# doctable Demo: US National Security Strategy Documents
In this example, I'll show how to create a database for document + metadata storage using the `DocTable` class, and a parser class using `DocParser`. We will store the metadata you see below in addition to the formatted document text.

This example shows a full example of a doctable workflow designed to parse texts end-to-end, using the NSS documents for demonstation.


In [1]:
import sys
sys.path.append('..')
import doctable
import spacy
from tqdm import tqdm
import pandas as pd
import os
from pprint import pprint
import urllib.request # used for downloading nss docs

## Introduction to Dataset
This dataset is the plain text version of the US National Security Strategy documents. During the parsing process, all plain text files will be downloaded from my [github project hosting the nss docs](https://github.com/devincornell/nssdocs). I compiled the metadata you see below from [a page hosted by the historical dept of the secretary's office](https://history.defense.gov/Historical-Sources/National-Security-Strategy/). In short, each US President must release at least one NSS per term, with some (namely Clinton) producing more.

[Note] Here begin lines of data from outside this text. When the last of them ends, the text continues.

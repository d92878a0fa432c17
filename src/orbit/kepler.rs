use std::f64::consts::TAU;

const TOLERANCE: f64 = 1e-8;
const MAX_ITERATIONS: usize = 50;

#[derive(Debug, Clone, Copy, PartialEq)]
pub struct KeplerSolution {
    /// Eccentric anomaly (rad)
    pub eccentric_anomaly: f64,
    pub iterations: usize,
    /// False when the iteration cap was hit; the last iterate is still returned.
    pub converged: bool,
}

/// Solves M = E - e*sin(E) by fixed-point iteration.
///
/// Mean anomaly is wrapped into [0, 2pi) first so long propagations do not
/// lose precision in the sine terms.
pub fn solve_kepler(mean_anomaly: f64, eccentricity: f64) -> KeplerSolution {
    let m = mean_anomaly.rem_euclid(TAU);
    let mut e_anomaly = m;

    for i in 0..MAX_ITERATIONS {
        let next = m + eccentricity * e_anomaly.sin();
        if (next - e_anomaly).abs() < TOLERANCE {
            return KeplerSolution {
                eccentric_anomaly: next,
                iterations: i + 1,
                converged: true,
            };
        }
        e_anomaly = next;
    }

    log::warn!(
        "Kepler solver did not converge after {} iterations (M={:.6} rad, e={})",
        MAX_ITERATIONS,
        m,
        eccentricity
    );
    KeplerSolution {
        eccentric_anomaly: e_anomaly,
        iterations: MAX_ITERATIONS,
        converged: false,
    }
}

/// tan(nu/2) = sqrt((1+e)/(1-e)) * tan(E/2)
pub fn eccentric_to_true(eccentric_anomaly: f64, eccentricity: f64) -> f64 {
    let factor = ((1.0 + eccentricity) / (1.0 - eccentricity)).sqrt();
    2.0 * (factor * (eccentric_anomaly / 2.0).tan()).atan()
}

/// True anomaly to mean anomaly via the eccentric anomaly.
pub fn true_to_mean(true_anomaly: f64, eccentricity: f64) -> f64 {
    let factor = ((1.0 - eccentricity) / (1.0 + eccentricity)).sqrt();
    let e_anomaly = 2.0 * (factor * (true_anomaly / 2.0).tan()).atan();
    e_anomaly - eccentricity * e_anomaly.sin()
}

Here I've created the function `download_nss` to download the text data from my nssdocs github repository, and the python dictionary `nss_metadata` to store information about each document to be stored in the database.

In [2]:
def download_nss(year):
    ''' Simple helper function for downloading texts from my nssdocs repo.'''
    baseurl = 'https://raw.githubusercontent.com/devincornell/nssdocs/master/docs/{}.txt'
    url = baseurl.format(year)
    text = urllib.request.urlopen(url).read().decode('utf-8')
    return text

In [3]:
nss_metadata = {
            1987: {'party': 'R', 'president': 'Reagan'}, 
            1993: {'party': 'R', 'president': 'H.W. Bush'}, 
            2002: {'party': 'R', 'president': 'W. Bush'}, 
            2015: {'party': 'D', 'president': 'Obama'}, 
            1994: {'party': 'D', 'president': 'Clinton'}, 
            1990: {'party': 'R', 'president': 'H.W. Bush'}, 
            1991: {'party': 'R', 'president': 'H.W. Bush'}, 
            2006: {'party': 'R', 'president': 'W. Bush'}, 
            1997: {'party': 'D', 'president': 'Clinton'}, 
            1995: {'party': 'D', 'president': 'Clinton'}, 
            1988: {'party': 'R', 'president': 'Reagan'}, 
            2017: {'party': 'R', 'president': 'Trump'}, 
            1996: {'party': 'D', 'president': 'Clinton'}, 
            2010: {'party': 'D', 'president': 'Obama'}, 
            1999: {'party': 'D', 'president': 'Clinton'}, 
            1998: {'party': 'D', 'president': 'Clinton'}, 
            2000: {'party': 'D', 'president': 'Clinton'}
}

In [4]:
# downloader example: first 100 characters of 1993 NSS document
text = download_nss(1993)
text[:100]

'Preface \n\nAmerican Leadership for Peaceful Change \n\nOur great Nation stands at a crossroads in histo'

# 1. DocTable and Parsing for NSS Document Dataset
This class inherits from DocTable and will typically store schema and other static inforamtion about the database. This is the most common way to work with DocTable. You can see we keep two class member variables to store the database table name and the schema. See the [schema guide](examples/doctable_schema.html) for more schema examples.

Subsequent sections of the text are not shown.